Same in the Czech Republic. I bought a car before I was given permission to reside so a friend registered it in her name (and got my traffic fine summons!). Later when I had my Residency I bought AND registered the car in my name.


----------



## Megsmum (Sep 9, 2012)

mrypg9 said:


> You can BUY a car as non-resident but to REGISTER the vehicle in your name you need NIE and Padron, don't you?
> Same in the Czech Republic. I bought a car before I was given permission to reside so a friend registered it in her name (and got my traffic fine summons!). Later when I had my Residency I bought AND registered the car in my name.


perfect

Our solicitor said we could buy and register later, but we wanted to wait.... just in case we found nothing (house wise) that we wanted


----------



## snikpoh (Nov 19, 2007)

mrypg9 said:


> You can BUY a car as non-resident but to REGISTER the vehicle in your name you need NIE and Padron, don't you?
> Same in the Czech Republic. I bought a car before I was given permission to reside so a friend registered it in her name (and got my traffic fine summons!). Later when I had my Residency I bought AND registered the car in my name.


... and you should only be able to get a padron if you are fully resident in Spain ...


----------



## jojo (Sep 20, 2007)

snikpoh said:


> ... and you should only be able to get a padron if you are fully resident in Spain ...


When we first moved to Spain, we didnt sign on the padron. Our landladys daughter worked in our local Ayuntamiento and told us not to??? In retrospect, it may have been something to do with our landlady claiming that she still lived at the address??? (she didnt) So we werent signed onto it when we bought the car



Jo xxx


----------



## Kezar001 (Mar 29, 2014)

So in murcia do I need to be resident to buy a car or would our NIE and an address suffice?


----------



## xabiaxica (Jun 23, 2009)

Kezar001 said:


> So in murcia do I need to be resident to buy a car or would our NIE and an address suffice?

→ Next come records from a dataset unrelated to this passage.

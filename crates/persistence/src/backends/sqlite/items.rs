//! ItemStore implementation for SQLite.

use async_trait::async_trait;
use chrono::NaiveDate;
use rusqlite::types::{Type, Value};
use rusqlite::{params, params_from_iter, OptionalExtension, Row, TransactionBehavior};
use serde::de::DeserializeOwned;

use crate::core::ItemStore;
use crate::error::StorageResult;
use crate::types::{
    FieldValue, Item, ItemFilter, ItemPatch, ItemQuery, ItemSort, ItemStats, LocationChoices,
    MatchKind, SortDirection, DATE_FORMAT,
};

use super::backend::{internal_error, sql_limit, sql_offset, write_error, FOLD_FN};
use super::SqliteBackend;

/// Item columns in the order [`row_to_item`] and [`item_values`] use.
const ITEM_COLUMNS: [&str; 21] = [
    "item_id",
    "name",
    "description",
    "photo",
    "thumbnail",
    "photos",
    "store_place",
    "item_type",
    "owner",
    "acquired",
    "floor",
    "room",
    "zone",
    "warranty_expiry",
    "usage_expiry",
    "quantity",
    "safety_stock",
    "reorder_level",
    "move_history",
    "favorites",
    "related_items",
];

fn select_items() -> String {
    format!("SELECT {} FROM items", ITEM_COLUMNS.join(", "))
}

pub(crate) fn json_column<T: DeserializeOwned>(row: &Row<'_>, idx: usize) -> rusqlite::Result<T> {
    let raw: String = row.get(idx)?;
    serde_json::from_str(&raw)
        .map_err(|e| rusqlite::Error::FromSqlConversionFailure(idx, Type::Text, Box::new(e)))
}

fn date_column(row: &Row<'_>, idx: usize) -> rusqlite::Result<Option<NaiveDate>> {
    let raw: Option<String> = row.get(idx)?;
    match raw.as_deref().map(str::trim) {
        None | Some("") => Ok(None),
        Some(s) => NaiveDate::parse_from_str(s, DATE_FORMAT)
            .map(Some)
            .map_err(|e| rusqlite::Error::FromSqlConversionFailure(idx, Type::Text, Box::new(e))),
    }
}

fn row_to_item(row: &Row<'_>) -> rusqlite::Result<Item> {
    Ok(Item {
        item_id: row.get(0)?,
        name: row.get(1)?,
        description: row.get(2)?,
        photo: row.get(3)?,
        thumbnail: row.get(4)?,
        photos: json_column(row, 5)?,
        store_place: row.get(6)?,
        item_type: row.get(7)?,
        owner: row.get(8)?,
        acquired: row.get(9)?,
        floor: row.get(10)?,
        room: row.get(11)?,
        zone: row.get(12)?,
        warranty_expiry: date_column(row, 13)?,
        usage_expiry: date_column(row, 14)?,
        quantity: row.get(15)?,
        safety_stock: row.get(16)?,
        reorder_level: row.get(17)?,
        move_history: json_column(row, 18)?,
        favorites: json_column(row, 19)?,
        related_items: json_column(row, 20)?,
    })
}

fn date_value(date: Option<NaiveDate>) -> Value {
    match date {
        Some(d) => Value::Text(d.format(DATE_FORMAT).to_string()),
        None => Value::Null,
    }
}

/// Values for every column in [`ITEM_COLUMNS`] order.
fn item_values(item: &Item) -> StorageResult<Vec<Value>> {
    Ok(vec![
        Value::Text(item.item_id.clone()),
        Value::Text(item.name.clone()),
        Value::Text(item.description.clone()),
        Value::Text(item.photo.clone()),
        Value::Text(item.thumbnail.clone()),
        Value::Text(serde_json::to_string(&item.photos)?),
        Value::Text(item.store_place.clone()),
        Value::Text(item.item_type.clone()),
        Value::Text(item.owner.clone()),
        Value::Text(item.acquired.clone()),
        Value::Text(item.floor.clone()),
        Value::Text(item.room.clone()),
        Value::Text(item.zone.clone()),
        date_value(item.warranty_expiry),
        date_value(item.usage_expiry),
        Value::Integer(i64::from(item.quantity)),
        Value::Integer(i64::from(item.safety_stock)),
        Value::Integer(i64::from(item.reorder_level)),
        Value::Text(serde_json::to_string(&item.move_history)?),
        Value::Text(serde_json::to_string(&item.favorites)?),
        Value::Text(serde_json::to_string(&item.related_items)?),
    ])
}

fn field_value(value: &FieldValue) -> StorageResult<Value> {
    Ok(match value {
        FieldValue::Text(s) => Value::Text(s.clone()),
        FieldValue::TextList(list) => Value::Text(serde_json::to_string(list)?),
        FieldValue::Date(date) => date_value(*date),
        FieldValue::Count(n) => Value::Integer(i64::from(*n)),
    })
}

/// Builds a `WHERE` clause; placeholders are numbered from `first_param`.
fn filter_clause(filter: &ItemFilter, first_param: usize) -> (String, Vec<Value>) {
    let mut conditions = Vec::new();
    let mut values = Vec::new();

    for (field, kind, value) in filter.predicates() {
        let n = first_param + values.len();
        let column = field.column();
        conditions.push(match kind {
            MatchKind::Exact => format!("{column} = ?{n}"),
            MatchKind::ContainsIgnoreCase => {
                format!("instr({FOLD_FN}({column}), {FOLD_FN}(?{n})) > 0")
            }
        });
        values.push(Value::Text(value.to_string()));
    }

    if conditions.is_empty() {
        ("1 = 1".to_string(), values)
    } else {
        (conditions.join(" AND "), values)
    }
}

/// Missing values sort last in both directions, ties by `item_id`.
fn order_clause(sort: Option<&ItemSort>) -> String {
    match sort {
        None => "ORDER BY item_id ASC".to_string(),
        Some(sort) => {
            let column = sort.field.field().column();
            let direction = match sort.direction {
                SortDirection::Ascending => "ASC",
                SortDirection::Descending => "DESC",
            };
            format!("ORDER BY ({column} IS NULL) ASC, {column} {direction}, item_id ASC")
        }
    }
}

fn to_count(n: i64) -> u64 {
    u64::try_from(n).unwrap_or_default()
}

impl SqliteBackend {
    fn query_items(&self, sql: &str, values: Vec<Value>) -> StorageResult<Vec<Item>> {
        let conn = self.get_connection()?;
        let mut stmt = conn
            .prepare(sql)
            .map_err(|e| internal_error(format!("Failed to prepare item query: {}", e)))?;
        let items = stmt
            .query_map(params_from_iter(values), row_to_item)
            .map_err(|e| internal_error(format!("Failed to query items: {}", e)))?
            .collect::<Result<Vec<_>, _>>()
            .map_err(|e| internal_error(format!("Failed to read item row: {}", e)))?;
        Ok(items)
    }

    fn distinct_values(&self, column: &str) -> StorageResult<Vec<String>> {
        let conn = self.get_connection()?;
        let sql = format!(
            "SELECT DISTINCT {column} FROM items WHERE {column} <> '' ORDER BY {column}"
        );
        let mut stmt = conn
            .prepare(&sql)
            .map_err(|e| internal_error(format!("Failed to prepare distinct query: {}", e)))?;
        let values = stmt
            .query_map([], |row| row.get::<_, String>(0))
            .map_err(|e| internal_error(format!("Failed to query distinct {}: {}", column, e)))?
            .collect::<Result<Vec<_>, _>>()
            .map_err(|e| internal_error(format!("Failed to read distinct {}: {}", column, e)))?;
        Ok(values)
    }
}

#[async_trait]
impl ItemStore for SqliteBackend {
    async fn find_item(&self, item_id: &str) -> StorageResult<Option<Item>> {
        let conn = self.get_connection()?;
        let sql = format!("{} WHERE item_id = ?1", select_items());
        conn.query_row(&sql, [item_id], row_to_item)
            .optional()
            .map_err(|e| internal_error(format!("Failed to read item: {}", e)))
    }

    async fn insert_item(&self, item: &Item) -> StorageResult<()> {
        let values = item_values(item)?;
        let placeholders: Vec<String> = (1..=ITEM_COLUMNS.len()).map(|i| format!("?{i}")).collect();
        let sql = format!(
            "INSERT INTO items ({}) VALUES ({})",
            ITEM_COLUMNS.join(", "),
            placeholders.join(", ")
        );

        let mut conn = self.get_connection()?;
        let tx = conn
            .transaction()
            .map_err(|e| internal_error(format!("Failed to begin transaction: {}", e)))?;
        tx.execute(&sql, params_from_iter(values))
            .map_err(|e| write_error(e, "item", &item.item_id, "Failed to insert item"))?;
        tx.commit()
            .map_err(|e| internal_error(format!("Failed to commit: {}", e)))?;

        tracing::debug!(item_id = %item.item_id, "inserted item");
        Ok(())
    }

    async fn update_item(&self, item_id: &str, patch: &ItemPatch) -> StorageResult<bool> {
        if patch.is_empty() {
            return Ok(self.find_item(item_id).await?.is_some());
        }

        let mut assignments = Vec::new();
        let mut values = vec![Value::Text(item_id.to_string())];
        for (field, value) in patch.changes() {
            assignments.push(format!("{} = ?{}", field.column(), values.len() + 1));
            values.push(field_value(value)?);
        }
        let sql = format!(
            "UPDATE items SET {} WHERE item_id = ?1",
            assignments.join(", ")
        );

        let mut conn = self.get_connection()?;
        let tx = conn
            .transaction()
            .map_err(|e| internal_error(format!("Failed to begin transaction: {}", e)))?;
        let affected = tx
            .execute(&sql, params_from_iter(values))
            .map_err(|e| internal_error(format!("Failed to update item: {}", e)))?;
        tx.commit()
            .map_err(|e| internal_error(format!("Failed to commit: {}", e)))?;

        Ok(affected > 0)
    }

    async fn replace_item(&self, item: &Item) -> StorageResult<bool> {
        let values = item_values(item)?;
        let assignments: Vec<String> = ITEM_COLUMNS
            .iter()
            .enumerate()
            .skip(1)
            .map(|(i, column)| format!("{column} = ?{}", i + 1))
            .collect();
        let sql = format!(
            "UPDATE items SET {} WHERE item_id = ?1",
            assignments.join(", ")
        );

        let mut conn = self.get_connection()?;
        let tx = conn
            .transaction()
            .map_err(|e| internal_error(format!("Failed to begin transaction: {}", e)))?;
        let affected = tx
            .execute(&sql, params_from_iter(values))
            .map_err(|e| internal_error(format!("Failed to replace item: {}", e)))?;
        tx.commit()
            .map_err(|e| internal_error(format!("Failed to commit: {}", e)))?;

        Ok(affected > 0)
    }

    async fn delete_item(&self, item_id: &str) -> StorageResult<bool> {
        let mut conn = self.get_connection()?;
        let tx = conn
            .transaction()
            .map_err(|e| internal_error(format!("Failed to begin transaction: {}", e)))?;
        let affected = tx
            .execute("DELETE FROM items WHERE item_id = ?1", [item_id])
            .map_err(|e| internal_error(format!("Failed to delete item: {}", e)))?;
        tx.commit()
            .map_err(|e| internal_error(format!("Failed to commit: {}", e)))?;

        Ok(affected > 0)
    }

    async fn list_items(&self, query: &ItemQuery) -> StorageResult<Vec<Item>> {
        let (condition, mut values) = filter_clause(&query.filter, 1);
        let limit_param = values.len() + 1;
        let sql = format!(
            "{} WHERE {} {} LIMIT ?{} OFFSET ?{}",
            select_items(),
            condition,
            order_clause(query.sort.as_ref()),
            limit_param,
            limit_param + 1
        );
        values.push(Value::Integer(sql_limit(query.limit)));
        values.push(Value::Integer(sql_offset(query.skip)));

        self.query_items(&sql, values)
    }

    async fn count_items(&self, filter: &ItemFilter) -> StorageResult<u64> {
        let (condition, values) = filter_clause(filter, 1);
        let sql = format!("SELECT COUNT(*) FROM items WHERE {condition}");

        let conn = self.get_connection()?;
        let count: i64 = conn
            .query_row(&sql, params_from_iter(values), |row| row.get(0))
            .map_err(|e| internal_error(format!("Failed to count items: {}", e)))?;
        Ok(to_count(count))
    }

    async fn expiry_candidates(&self, until: NaiveDate) -> StorageResult<Vec<Item>> {
        let sql = format!(
            "{} WHERE warranty_expiry <= ?1 OR usage_expiry <= ?1 ORDER BY item_id ASC",
            select_items()
        );
        self.query_items(&sql, vec![date_value(Some(until))])
    }

    async fn toggle_favorite(&self, item_id: &str, user_id: &str) -> StorageResult<bool> {
        let mut conn = self.get_connection()?;
        let tx = conn
            .transaction_with_behavior(TransactionBehavior::Immediate)
            .map_err(|e| internal_error(format!("Failed to begin transaction: {}", e)))?;

        let current: Option<Vec<String>> = tx
            .query_row(
                "SELECT favorites FROM items WHERE item_id = ?1",
                [item_id],
                |row| json_column(row, 0),
            )
            .optional()
            .map_err(|e| internal_error(format!("Failed to read favorites: {}", e)))?;

        let Some(mut favorites) = current else {
            return Ok(false);
        };

        let now_favorite = if favorites.iter().any(|f| f == user_id) {
            favorites.retain(|f| f != user_id);
            false
        } else {
            favorites.push(user_id.to_string());
            true
        };

        tx.execute(
            "UPDATE items SET favorites = ?2 WHERE item_id = ?1",
            params![item_id, serde_json::to_string(&favorites)?],
        )
        .map_err(|e| internal_error(format!("Failed to write favorites: {}", e)))?;
        tx.commit()
            .map_err(|e| internal_error(format!("Failed to commit: {}", e)))?;

        Ok(now_favorite)
    }

    async fn favorites_of(&self, user_id: &str) -> StorageResult<Vec<Item>> {
        let sql = format!(
            "{} WHERE EXISTS (SELECT 1 FROM json_each(items.favorites) WHERE json_each.value = ?1) \
             ORDER BY item_id ASC",
            select_items()
        );
        self.query_items(&sql, vec![Value::Text(user_id.to_string())])
    }

    async fn is_favorite(&self, item_id: &str, user_id: &str) -> StorageResult<bool> {
        let conn = self.get_connection()?;
        conn.query_row(
            "SELECT EXISTS (
                SELECT 1 FROM items, json_each(items.favorites)
                WHERE items.item_id = ?1 AND json_each.value = ?2
            )",
            [item_id, user_id],
            |row| row.get(0),
        )
        .map_err(|e| internal_error(format!("Failed to check favorite: {}", e)))
    }

    async fn all_items(&self) -> StorageResult<Vec<Item>> {
        self.list_items(&ItemQuery::new()).await
    }

    async fn location_choices(&self) -> StorageResult<LocationChoices> {
        Ok(LocationChoices {
            floors: self.distinct_values("floor")?,
            rooms: self.distinct_values("room")?,
            zones: self.distinct_values("zone")?,
        })
    }

    async fn item_stats(&self) -> StorageResult<ItemStats> {
        let conn = self.get_connection()?;
        conn.query_row(
            "SELECT COUNT(*),
                    COALESCE(SUM(photo <> ''), 0),
                    COALESCE(SUM(store_place <> ''), 0),
                    COALESCE(SUM(item_type <> ''), 0)
             FROM items",
            [],
            |row| {
                Ok(ItemStats {
                    total: to_count(row.get(0)?),
                    with_photo: to_count(row.get(1)?),
                    with_location: to_count(row.get(2)?),
                    with_type: to_count(row.get(3)?),
                })
            },
        )
        .map_err(|e| internal_error(format!("Failed to compute item stats: {}", e)))
    }
}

according to the DGT all you need is ID (passport) NIE & proof of address

they make the rules - so if you had problems, for example someone insisting that you have padrón, & you are non-resident, you could print out the DGT info & argue the point 

I suspect that a car salesman would back down rather than lose a sale - & trafico when you go to register it have to abide by the DGT rules

they usually ask for padrón because that's the usual proof of address for citizens/residents- but non-residents mustn't be on the padrón so they should have no problem if you have an escritura


----------



## Rabbitcat (Aug 31, 2014)

Just to be clear folks- to buy a car in Spain is it a requirement that you are on the Padron? Thanks


----------



## xabiaxica (Jun 23, 2009)

Rabbitcat said:


> Just to be clear folks- to buy a car in Spain is it a requirement that you are on the Padron? Thanks


No - not according to the DGT & they make the rules


----------



## baldilocks (Mar 7, 2010)

xabiachica said:


> No - not according to the DGT & they make the rules


BUT , You DO have to provide proof of address and one of those forms of proof can be a certificate of empadronamiento.


----------



## xabiaxica (Jun 23, 2009)

mrypg9 said:


> You can BUY a car as non-resident but to REGISTER the vehicle in your name you need NIE and Padron, don't you?
> Same in the Czech Republic. I bought a car before I was given permission to reside so a friend registered it in her name (and got my traffic fine summons!). Later when I had my Residency I bought AND registered the car in my name.


nope - you need a NIE to buy it - but you don't need to be on the padrón to register it


----------



## xabiaxica (Jun 23, 2009)

baldilocks said:


> BUT , You DO have to provide proof of address and one of those forms of proof can be a certificate of empadronamiento.


exactly - _can be

_ but doesn't have to be

if you own property then your escritura would be acceptable


----------